### ABOUT THIS TASK
Figure out how many lines in these records contain "that". Only the number belongs in the reply.

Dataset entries
---+---

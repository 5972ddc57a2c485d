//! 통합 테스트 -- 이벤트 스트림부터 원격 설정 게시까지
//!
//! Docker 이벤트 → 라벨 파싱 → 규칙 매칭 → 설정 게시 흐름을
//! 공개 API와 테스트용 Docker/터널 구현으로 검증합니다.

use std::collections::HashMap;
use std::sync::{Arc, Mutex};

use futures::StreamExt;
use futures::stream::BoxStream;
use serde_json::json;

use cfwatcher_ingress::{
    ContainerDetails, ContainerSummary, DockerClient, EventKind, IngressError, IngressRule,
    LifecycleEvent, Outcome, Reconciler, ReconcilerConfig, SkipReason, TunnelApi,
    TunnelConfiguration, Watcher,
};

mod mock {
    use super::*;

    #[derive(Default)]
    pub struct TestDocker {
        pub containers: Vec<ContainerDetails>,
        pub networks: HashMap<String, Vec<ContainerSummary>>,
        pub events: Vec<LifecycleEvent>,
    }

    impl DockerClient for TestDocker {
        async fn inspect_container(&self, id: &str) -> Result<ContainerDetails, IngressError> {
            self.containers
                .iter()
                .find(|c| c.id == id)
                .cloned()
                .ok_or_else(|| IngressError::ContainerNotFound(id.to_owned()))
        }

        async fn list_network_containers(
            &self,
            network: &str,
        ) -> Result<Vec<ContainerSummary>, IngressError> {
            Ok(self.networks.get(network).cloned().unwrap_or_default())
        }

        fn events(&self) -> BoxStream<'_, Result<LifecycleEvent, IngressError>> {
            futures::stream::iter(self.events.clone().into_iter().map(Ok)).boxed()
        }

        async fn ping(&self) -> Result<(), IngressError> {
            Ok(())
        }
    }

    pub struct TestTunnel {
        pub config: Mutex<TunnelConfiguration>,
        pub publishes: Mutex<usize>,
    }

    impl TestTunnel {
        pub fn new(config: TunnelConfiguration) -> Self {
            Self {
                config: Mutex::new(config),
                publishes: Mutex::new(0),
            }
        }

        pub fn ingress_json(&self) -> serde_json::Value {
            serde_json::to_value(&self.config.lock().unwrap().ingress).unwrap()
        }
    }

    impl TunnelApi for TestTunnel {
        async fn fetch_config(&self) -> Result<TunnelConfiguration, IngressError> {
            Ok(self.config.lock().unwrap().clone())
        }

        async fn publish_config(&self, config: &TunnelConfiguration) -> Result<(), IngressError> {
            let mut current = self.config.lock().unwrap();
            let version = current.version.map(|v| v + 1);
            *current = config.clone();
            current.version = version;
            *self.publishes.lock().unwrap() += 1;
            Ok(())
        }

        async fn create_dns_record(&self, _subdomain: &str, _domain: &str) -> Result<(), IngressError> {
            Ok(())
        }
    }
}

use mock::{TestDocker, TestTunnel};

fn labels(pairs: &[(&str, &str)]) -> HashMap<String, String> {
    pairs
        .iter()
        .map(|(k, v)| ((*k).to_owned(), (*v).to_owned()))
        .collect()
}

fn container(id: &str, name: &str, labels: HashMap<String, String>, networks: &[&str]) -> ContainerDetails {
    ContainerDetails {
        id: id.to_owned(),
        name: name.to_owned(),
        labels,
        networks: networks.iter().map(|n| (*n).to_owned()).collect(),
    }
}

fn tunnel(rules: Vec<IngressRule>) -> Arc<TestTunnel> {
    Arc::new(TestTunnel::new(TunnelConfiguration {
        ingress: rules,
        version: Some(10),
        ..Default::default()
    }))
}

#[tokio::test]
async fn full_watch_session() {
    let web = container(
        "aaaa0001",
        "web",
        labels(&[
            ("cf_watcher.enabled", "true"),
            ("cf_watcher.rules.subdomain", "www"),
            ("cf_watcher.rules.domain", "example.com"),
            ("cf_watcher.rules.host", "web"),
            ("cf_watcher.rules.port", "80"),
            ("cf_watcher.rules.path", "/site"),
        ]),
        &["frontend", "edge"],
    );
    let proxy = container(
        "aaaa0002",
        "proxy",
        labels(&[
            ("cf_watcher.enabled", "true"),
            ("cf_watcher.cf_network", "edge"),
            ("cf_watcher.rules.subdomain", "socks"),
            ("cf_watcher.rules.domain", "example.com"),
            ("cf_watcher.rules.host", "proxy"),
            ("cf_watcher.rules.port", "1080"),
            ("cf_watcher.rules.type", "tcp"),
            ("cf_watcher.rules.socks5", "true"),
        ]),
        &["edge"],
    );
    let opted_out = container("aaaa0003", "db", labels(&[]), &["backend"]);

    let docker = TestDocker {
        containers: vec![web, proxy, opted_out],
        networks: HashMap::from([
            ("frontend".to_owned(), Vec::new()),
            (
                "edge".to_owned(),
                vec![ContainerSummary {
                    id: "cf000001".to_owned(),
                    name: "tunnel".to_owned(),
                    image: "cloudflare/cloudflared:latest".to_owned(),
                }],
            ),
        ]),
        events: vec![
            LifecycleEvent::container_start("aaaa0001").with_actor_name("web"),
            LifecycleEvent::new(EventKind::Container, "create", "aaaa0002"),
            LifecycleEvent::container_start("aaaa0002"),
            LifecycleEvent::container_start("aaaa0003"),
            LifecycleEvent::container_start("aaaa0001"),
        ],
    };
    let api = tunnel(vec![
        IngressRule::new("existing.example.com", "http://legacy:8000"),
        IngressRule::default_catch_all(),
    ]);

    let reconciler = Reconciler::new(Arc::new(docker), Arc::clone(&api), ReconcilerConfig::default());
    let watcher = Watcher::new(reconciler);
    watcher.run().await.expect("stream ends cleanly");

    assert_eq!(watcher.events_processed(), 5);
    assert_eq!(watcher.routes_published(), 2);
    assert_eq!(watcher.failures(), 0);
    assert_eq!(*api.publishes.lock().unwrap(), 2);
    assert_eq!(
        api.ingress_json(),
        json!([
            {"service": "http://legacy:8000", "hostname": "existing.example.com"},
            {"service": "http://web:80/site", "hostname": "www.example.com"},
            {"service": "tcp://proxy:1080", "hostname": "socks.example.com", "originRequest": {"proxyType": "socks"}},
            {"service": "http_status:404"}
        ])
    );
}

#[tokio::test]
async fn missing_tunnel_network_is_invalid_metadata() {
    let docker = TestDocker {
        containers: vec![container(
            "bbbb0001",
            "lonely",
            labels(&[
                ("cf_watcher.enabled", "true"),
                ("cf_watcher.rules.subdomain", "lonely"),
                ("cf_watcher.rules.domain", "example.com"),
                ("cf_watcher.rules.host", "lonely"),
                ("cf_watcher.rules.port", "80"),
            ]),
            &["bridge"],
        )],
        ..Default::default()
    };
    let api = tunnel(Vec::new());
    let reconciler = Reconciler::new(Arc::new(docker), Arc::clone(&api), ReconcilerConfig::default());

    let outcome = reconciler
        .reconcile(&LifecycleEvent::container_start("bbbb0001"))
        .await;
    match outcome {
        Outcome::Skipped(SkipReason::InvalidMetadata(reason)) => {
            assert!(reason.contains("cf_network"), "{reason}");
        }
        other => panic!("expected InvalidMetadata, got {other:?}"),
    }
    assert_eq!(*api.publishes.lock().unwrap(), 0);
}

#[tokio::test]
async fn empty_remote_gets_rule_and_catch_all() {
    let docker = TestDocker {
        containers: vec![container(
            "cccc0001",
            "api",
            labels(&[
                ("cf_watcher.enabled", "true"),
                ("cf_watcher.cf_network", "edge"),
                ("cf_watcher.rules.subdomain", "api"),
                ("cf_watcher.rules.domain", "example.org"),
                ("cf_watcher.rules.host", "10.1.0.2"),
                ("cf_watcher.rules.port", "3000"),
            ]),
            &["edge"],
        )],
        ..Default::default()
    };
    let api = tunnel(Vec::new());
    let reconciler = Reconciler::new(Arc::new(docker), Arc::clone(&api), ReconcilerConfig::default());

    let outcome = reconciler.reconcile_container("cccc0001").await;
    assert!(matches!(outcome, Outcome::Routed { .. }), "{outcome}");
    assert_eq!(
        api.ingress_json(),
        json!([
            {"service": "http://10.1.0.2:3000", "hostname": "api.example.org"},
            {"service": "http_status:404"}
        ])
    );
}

---+---

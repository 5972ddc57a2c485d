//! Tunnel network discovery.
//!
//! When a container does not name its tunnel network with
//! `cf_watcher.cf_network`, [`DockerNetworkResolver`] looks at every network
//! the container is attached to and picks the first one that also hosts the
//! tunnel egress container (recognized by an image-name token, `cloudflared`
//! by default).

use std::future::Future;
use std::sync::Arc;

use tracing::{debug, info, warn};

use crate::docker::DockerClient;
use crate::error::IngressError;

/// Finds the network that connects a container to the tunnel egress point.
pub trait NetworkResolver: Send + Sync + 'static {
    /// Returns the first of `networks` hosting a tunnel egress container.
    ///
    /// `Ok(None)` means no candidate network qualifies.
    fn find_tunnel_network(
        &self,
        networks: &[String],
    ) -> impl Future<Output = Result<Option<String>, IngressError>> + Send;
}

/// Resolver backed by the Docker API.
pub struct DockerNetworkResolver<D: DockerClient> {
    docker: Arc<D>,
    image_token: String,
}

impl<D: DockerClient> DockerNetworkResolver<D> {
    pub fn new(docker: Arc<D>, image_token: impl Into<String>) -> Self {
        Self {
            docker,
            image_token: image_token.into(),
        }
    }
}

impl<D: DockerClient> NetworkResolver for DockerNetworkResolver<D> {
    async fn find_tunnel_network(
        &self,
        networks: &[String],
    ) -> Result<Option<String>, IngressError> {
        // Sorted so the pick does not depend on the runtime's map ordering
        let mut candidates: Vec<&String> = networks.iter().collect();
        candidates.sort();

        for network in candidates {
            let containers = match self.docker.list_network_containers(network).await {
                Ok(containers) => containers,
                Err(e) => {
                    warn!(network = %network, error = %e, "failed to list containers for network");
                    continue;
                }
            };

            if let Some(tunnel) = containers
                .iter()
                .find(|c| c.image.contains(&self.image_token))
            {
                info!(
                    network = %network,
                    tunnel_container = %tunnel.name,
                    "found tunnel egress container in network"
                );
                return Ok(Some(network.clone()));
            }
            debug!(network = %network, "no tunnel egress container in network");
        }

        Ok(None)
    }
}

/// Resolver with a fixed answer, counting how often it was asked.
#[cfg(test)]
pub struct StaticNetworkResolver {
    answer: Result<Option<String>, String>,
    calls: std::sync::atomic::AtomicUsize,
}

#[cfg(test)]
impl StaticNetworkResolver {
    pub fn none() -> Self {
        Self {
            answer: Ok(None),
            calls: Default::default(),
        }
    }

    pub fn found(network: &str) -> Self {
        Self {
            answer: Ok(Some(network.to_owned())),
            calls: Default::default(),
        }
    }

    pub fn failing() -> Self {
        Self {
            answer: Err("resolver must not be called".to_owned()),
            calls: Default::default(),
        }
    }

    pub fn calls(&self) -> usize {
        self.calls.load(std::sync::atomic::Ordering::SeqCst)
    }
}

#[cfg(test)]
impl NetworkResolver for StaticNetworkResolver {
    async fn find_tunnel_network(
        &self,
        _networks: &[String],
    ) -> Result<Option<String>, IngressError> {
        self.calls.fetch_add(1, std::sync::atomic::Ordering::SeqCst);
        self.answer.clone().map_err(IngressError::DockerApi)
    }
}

---+---

### TASK SOLUTION
2